Copy out the lines below that hold the word "binaries".

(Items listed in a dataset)
+ + +

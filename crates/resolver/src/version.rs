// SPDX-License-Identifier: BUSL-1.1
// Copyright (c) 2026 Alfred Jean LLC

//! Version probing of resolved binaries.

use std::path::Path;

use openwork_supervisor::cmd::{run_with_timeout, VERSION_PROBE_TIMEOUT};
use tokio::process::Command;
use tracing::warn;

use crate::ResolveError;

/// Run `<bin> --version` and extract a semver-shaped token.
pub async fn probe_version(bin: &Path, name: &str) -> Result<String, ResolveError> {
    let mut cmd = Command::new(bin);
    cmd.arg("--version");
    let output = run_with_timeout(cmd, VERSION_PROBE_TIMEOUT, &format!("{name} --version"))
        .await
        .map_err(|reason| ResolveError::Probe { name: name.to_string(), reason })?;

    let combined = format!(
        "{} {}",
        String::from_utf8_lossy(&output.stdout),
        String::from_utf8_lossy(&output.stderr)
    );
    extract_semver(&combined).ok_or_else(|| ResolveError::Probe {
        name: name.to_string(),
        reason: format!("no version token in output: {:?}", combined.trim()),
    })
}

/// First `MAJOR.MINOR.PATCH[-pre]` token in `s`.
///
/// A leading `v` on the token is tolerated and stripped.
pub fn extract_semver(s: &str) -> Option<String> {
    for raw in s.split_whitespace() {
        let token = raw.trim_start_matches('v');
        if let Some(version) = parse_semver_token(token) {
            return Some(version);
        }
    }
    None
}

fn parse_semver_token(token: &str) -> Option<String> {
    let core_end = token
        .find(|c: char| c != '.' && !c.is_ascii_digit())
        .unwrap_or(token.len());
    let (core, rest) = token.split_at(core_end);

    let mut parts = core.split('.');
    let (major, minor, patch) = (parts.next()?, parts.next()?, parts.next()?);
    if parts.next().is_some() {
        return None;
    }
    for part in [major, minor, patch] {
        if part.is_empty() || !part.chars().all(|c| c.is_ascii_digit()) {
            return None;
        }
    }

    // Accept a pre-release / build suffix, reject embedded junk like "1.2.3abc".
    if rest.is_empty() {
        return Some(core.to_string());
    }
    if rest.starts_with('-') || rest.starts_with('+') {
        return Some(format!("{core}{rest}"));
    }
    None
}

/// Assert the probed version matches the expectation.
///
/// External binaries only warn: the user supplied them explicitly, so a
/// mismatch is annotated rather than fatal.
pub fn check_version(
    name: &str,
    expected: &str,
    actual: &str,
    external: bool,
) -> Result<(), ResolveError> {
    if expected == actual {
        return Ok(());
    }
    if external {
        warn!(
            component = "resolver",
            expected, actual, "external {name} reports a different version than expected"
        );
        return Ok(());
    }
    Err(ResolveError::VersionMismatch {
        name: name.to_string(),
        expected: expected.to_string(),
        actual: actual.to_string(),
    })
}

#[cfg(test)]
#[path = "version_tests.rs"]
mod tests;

+ + +

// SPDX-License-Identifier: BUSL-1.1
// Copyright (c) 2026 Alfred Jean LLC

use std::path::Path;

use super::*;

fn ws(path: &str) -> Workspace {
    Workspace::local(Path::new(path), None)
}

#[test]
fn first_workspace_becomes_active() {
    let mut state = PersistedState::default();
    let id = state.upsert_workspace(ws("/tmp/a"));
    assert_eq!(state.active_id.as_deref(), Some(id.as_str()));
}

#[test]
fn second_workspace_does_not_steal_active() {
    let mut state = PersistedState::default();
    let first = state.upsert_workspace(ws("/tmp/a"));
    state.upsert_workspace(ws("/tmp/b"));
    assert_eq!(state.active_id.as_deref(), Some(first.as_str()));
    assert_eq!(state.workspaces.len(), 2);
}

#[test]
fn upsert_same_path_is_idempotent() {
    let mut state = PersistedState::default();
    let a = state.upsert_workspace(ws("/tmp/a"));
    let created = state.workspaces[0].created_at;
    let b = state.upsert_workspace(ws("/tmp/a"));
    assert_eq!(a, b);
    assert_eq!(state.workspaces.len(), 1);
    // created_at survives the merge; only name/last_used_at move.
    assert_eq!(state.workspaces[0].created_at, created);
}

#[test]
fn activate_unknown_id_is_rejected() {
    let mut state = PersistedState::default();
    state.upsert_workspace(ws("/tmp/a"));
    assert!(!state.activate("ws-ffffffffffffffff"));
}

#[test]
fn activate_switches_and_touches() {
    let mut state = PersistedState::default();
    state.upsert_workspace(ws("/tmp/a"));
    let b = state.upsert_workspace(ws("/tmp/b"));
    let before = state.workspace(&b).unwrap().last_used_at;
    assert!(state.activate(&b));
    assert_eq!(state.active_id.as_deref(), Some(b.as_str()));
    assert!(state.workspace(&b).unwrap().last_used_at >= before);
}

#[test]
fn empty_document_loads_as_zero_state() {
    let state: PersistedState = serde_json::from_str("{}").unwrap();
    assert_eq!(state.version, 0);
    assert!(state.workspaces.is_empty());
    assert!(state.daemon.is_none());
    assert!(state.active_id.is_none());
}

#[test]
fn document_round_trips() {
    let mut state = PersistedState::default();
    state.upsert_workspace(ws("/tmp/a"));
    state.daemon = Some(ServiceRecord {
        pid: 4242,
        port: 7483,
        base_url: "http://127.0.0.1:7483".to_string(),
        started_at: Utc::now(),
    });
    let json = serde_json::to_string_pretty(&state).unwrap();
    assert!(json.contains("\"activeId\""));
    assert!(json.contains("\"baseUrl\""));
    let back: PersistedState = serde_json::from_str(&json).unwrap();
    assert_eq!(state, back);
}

+ + +

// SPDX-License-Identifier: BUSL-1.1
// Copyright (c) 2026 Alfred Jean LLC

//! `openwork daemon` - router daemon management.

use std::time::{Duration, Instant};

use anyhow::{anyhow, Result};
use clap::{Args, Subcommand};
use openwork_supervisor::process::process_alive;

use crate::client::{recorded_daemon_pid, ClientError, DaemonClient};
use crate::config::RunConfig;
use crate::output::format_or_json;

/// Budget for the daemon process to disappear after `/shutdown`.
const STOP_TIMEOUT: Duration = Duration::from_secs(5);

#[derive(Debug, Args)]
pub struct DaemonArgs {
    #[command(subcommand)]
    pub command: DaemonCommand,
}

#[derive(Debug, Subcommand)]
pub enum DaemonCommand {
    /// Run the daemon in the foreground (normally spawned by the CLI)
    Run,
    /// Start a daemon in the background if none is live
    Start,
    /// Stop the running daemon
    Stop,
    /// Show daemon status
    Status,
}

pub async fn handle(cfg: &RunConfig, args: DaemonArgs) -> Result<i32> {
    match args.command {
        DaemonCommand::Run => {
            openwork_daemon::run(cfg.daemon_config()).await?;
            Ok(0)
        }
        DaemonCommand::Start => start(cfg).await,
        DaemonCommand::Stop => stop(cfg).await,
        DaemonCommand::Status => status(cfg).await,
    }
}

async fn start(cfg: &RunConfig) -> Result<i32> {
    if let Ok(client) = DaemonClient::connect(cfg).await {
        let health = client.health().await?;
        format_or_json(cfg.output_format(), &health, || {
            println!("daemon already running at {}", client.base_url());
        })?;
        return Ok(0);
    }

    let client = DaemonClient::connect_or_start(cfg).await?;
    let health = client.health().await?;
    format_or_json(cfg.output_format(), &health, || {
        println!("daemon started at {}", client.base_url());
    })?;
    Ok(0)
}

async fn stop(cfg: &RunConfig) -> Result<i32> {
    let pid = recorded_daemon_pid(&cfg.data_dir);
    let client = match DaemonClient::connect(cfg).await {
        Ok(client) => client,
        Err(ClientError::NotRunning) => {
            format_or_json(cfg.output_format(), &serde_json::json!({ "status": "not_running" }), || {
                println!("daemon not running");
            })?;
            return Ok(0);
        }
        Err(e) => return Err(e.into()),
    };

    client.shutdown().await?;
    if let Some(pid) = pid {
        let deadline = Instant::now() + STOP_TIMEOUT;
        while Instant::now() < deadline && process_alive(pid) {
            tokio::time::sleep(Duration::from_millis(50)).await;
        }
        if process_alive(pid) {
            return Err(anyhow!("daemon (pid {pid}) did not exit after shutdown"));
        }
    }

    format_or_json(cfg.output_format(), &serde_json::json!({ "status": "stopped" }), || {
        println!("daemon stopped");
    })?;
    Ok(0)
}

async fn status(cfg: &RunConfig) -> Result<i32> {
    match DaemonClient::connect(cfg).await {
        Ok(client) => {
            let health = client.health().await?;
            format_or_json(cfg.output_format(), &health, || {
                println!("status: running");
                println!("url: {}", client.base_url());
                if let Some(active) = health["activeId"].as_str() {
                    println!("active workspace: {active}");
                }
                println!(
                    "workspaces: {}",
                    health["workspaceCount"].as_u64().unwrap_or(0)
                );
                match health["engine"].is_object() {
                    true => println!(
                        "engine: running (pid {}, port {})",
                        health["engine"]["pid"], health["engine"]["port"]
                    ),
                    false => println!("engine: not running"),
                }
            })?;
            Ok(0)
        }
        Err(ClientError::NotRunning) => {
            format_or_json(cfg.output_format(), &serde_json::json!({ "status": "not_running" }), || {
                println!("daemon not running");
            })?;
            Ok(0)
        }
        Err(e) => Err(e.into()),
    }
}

+ + +

OUTPUT:
//! Version probing of resolved binaries.
/// External binaries only warn: the user supplied them explicitly, so a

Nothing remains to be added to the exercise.